2023
For a while in my twenties, I kept a dream journal with the aim of learning how to lucid dream. I didn’t succeed, but I started to remember my dreams in minute detail—the texture and weight of a fabric, for instance, or the exact layout of a nonsensical building with interconnecting rooms but no ceilings. Then something unexpected happened: I started to recognize the people from my dreams. I would pass people in the street, and instead of thinking “this person lives in my neighborhood and I’ve just never noticed them before,” I would think “I am asleep.” The title “Fever Dream” is reminiscent of this bizarre feeling, of sleeping in broad daylight, of waking without truly being awake. The cover art by Doan Truong captures this feeling—I am transfixed and unable to look away. I hope you feel the same way.

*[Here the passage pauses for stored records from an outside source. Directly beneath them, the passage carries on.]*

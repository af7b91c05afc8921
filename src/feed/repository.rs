//! Feed repository for bhub.

use sqlx::QueryBuilder;

use super::types::{Feed, FeedUpdate, NewFeed};
use crate::datetime::parse_datetime;
use crate::db::{DbBackend, DbPool, SQL_NOW, SQL_TRUE};
use crate::{BhubError, Result};
use chrono::Utc;

/// Row type for feeds from the database.
#[derive(Debug, Clone, sqlx::FromRow)]
struct FeedRow {
    id: i64,
    url: String,
    title: String,
    description: Option<String>,
    site_url: Option<String>,
    country: Option<String>,
    is_active: bool,
    last_sync_at: Option<String>,
    error_count: i32,
    last_error: Option<String>,
    created_at: String,
    updated_at: String,
}

impl From<FeedRow> for Feed {
    fn from(row: FeedRow) -> Self {
        Feed {
            id: row.id,
            url: row.url,
            title: row.title,
            description: row.description,
            site_url: row.site_url,
            country: row.country,
            is_active: row.is_active,
            last_sync_at: row.last_sync_at.and_then(|s| parse_datetime(&s)),
            error_count: row.error_count,
            last_error: row.last_error,
            created_at: parse_datetime(&row.created_at).unwrap_or_else(Utc::now),
            updated_at: parse_datetime(&row.updated_at).unwrap_or_else(Utc::now),
        }
    }
}

const FEED_COLUMNS: &str = "id, url, title, description, site_url, country, is_active, \
                            last_sync_at, error_count, last_error, created_at, updated_at";

/// Repository for feed operations.
pub struct FeedRepository<'a> {
    pool: &'a DbPool,
}

impl<'a> FeedRepository<'a> {
    /// Create a new repository instance.
    pub fn new(pool: &'a DbPool) -> Self {
        Self { pool }
    }

    /// Create a new feed.
    pub async fn create(&self, feed: &NewFeed) -> Result<Feed> {
        let id: i64 = sqlx::query_scalar(
            "INSERT INTO feeds (url, title, description, site_url, country)
             VALUES ($1, $2, $3, $4, $5)
             RETURNING id",
        )
        .bind(&feed.url)
        .bind(&feed.title)
        .bind(&feed.description)
        .bind(&feed.site_url)
        .bind(&feed.country)
        .fetch_one(self.pool)
        .await
        .map_err(|e| BhubError::Database(e.to_string()))?;

        self.get_by_id(id)
            .await?
            .ok_or_else(|| BhubError::NotFound("feed".into()))
    }

    /// Get a feed by ID.
    pub async fn get_by_id(&self, id: i64) -> Result<Option<Feed>> {
        let sql = format!("SELECT {FEED_COLUMNS} FROM feeds WHERE id = $1");
        let row = sqlx::query_as::<_, FeedRow>(&sql)
            .bind(id)
            .fetch_optional(self.pool)
            .await
            .map_err(|e| BhubError::Database(e.to_string()))?;

        Ok(row.map(Feed::from))
    }

    /// Get a feed by URL.
    pub async fn get_by_url(&self, url: &str) -> Result<Option<Feed>> {
        let sql = format!("SELECT {FEED_COLUMNS} FROM feeds WHERE url = $1");
        let row = sqlx::query_as::<_, FeedRow>(&sql)
            .bind(url)
            .fetch_optional(self.pool)
            .await
            .map_err(|e| BhubError::Database(e.to_string()))?;

        Ok(row.map(Feed::from))
    }

    /// List all active feeds (ordered by registration order).
    pub async fn list_active(&self) -> Result<Vec<Feed>> {
        let sql = format!(
            "SELECT {FEED_COLUMNS} FROM feeds WHERE is_active = {SQL_TRUE} ORDER BY id ASC"
        );
        let rows = sqlx::query_as::<_, FeedRow>(&sql)
            .fetch_all(self.pool)
            .await
            .map_err(|e| BhubError::Database(e.to_string()))?;

        Ok(rows.into_iter().map(Feed::from).collect())
    }

    /// List all feeds including inactive ones.
    pub async fn list_all(&self) -> Result<Vec<Feed>> {
        let sql = format!("SELECT {FEED_COLUMNS} FROM feeds ORDER BY id ASC");
        let rows = sqlx::query_as::<_, FeedRow>(&sql)
            .fetch_all(self.pool)
            .await
            .map_err(|e| BhubError::Database(e.to_string()))?;

        Ok(rows.into_iter().map(Feed::from).collect())
    }

    /// Update a feed.
    ///
    /// Only fields set in the update are modified.
    pub async fn update(&self, id: i64, update: &FeedUpdate) -> Result<()> {
        if update.is_empty() {
            return Ok(());
        }

        let mut query: QueryBuilder<DbBackend> = QueryBuilder::new("UPDATE feeds SET ");
        let mut separated = query.separated(", ");

        if let Some(ref title) = update.title {
            separated.push("title = ");
            separated.push_bind_unseparated(title.clone());
        }
        if let Some(ref description) = update.description {
            separated.push("description = ");
            separated.push_bind_unseparated(description.clone());
        }
        if let Some(ref country) = update.country {
            separated.push("country = ");
            separated.push_bind_unseparated(country.clone());
        }
        if let Some(is_active) = update.is_active {
            separated.push("is_active = ");
            separated.push_bind_unseparated(is_active);
        }
        separated.push(format!("updated_at = {SQL_NOW}"));

        query.push(" WHERE id = ");
        query.push_bind(id);

        query
            .build()
            .execute(self.pool)
            .await
            .map_err(|e| BhubError::Database(e.to_string()))?;

        Ok(())
    }

    /// Delete a feed (cascades to its articles).
    pub async fn delete(&self, id: i64) -> Result<bool> {
        let result = sqlx::query("DELETE FROM feeds WHERE id = $1")
            .bind(id)
            .execute(self.pool)
            .await
            .map_err(|e| BhubError::Database(e.to_string()))?;

        Ok(result.rows_affected() > 0)
    }

    /// Record a successful sync: stamp last_sync_at and clear the error state.
    pub async fn mark_synced(&self, id: i64) -> Result<()> {
        let sql = format!(
            "UPDATE feeds
             SET last_sync_at = {SQL_NOW}, error_count = 0, last_error = NULL,
                 updated_at = {SQL_NOW}
             WHERE id = $1"
        );
        sqlx::query(&sql)
            .bind(id)
            .execute(self.pool)
            .await
            .map_err(|e| BhubError::Database(e.to_string()))?;
        Ok(())
    }

    /// Record a failed sync: stamp last_sync_at, bump error_count, store the message.
    pub async fn record_error(&self, id: i64, message: &str) -> Result<()> {
        let sql = format!(
            "UPDATE feeds
             SET last_sync_at = {SQL_NOW}, error_count = error_count + 1, last_error = $2,
                 updated_at = {SQL_NOW}
             WHERE id = $1"
        );
        sqlx::query(&sql)
            .bind(id)
            .bind(message)
            .execute(self.pool)
            .await
            .map_err(|e| BhubError::Database(e.to_string()))?;
        Ok(())
    }
}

While reading through the submissions we received for this unthemed issue, I was struck by recurring themes: Storm Trooper masks in Jill Goldberg’s dystopian “Super Flower Blood Moon,” and Alex Cafarelli’s story “Think of Storm Troopers” where two fathers lie dying. Another father dead in Kayla Czaga’s poems, “Rules for Living” and “Pain Killer.” Other pieces in this issue have repeated mentions of forests, birds, compulsions, the otherworldly—in Ainslie Hogarth’s commissioned story, “Bad Egg”, we follow the protagonist’s ominous decisions in the midst of an apocalyptic storm. The overall effect is one of walking through shifting dreams; of exploring a collective consciousness.
Other dreams bring comfort. Sophie Crocker’s “blight season” in the shape of a tree heart lays seed for new beginnings, and in her interview, Janika Oza speaks passionately about ancestral knowledge, intergenerational storytelling, and the importance of community.
Lastly, some thank yous to my own community: to Ruchika Gothoskar, Tara Preissl, and Monica Calderon for your generosity and support in bringing this issue to life; to everyone at Room for letting me helm the collective as Managing Editor; and to previous issue editors for making this look easy, I can assure you that it was not!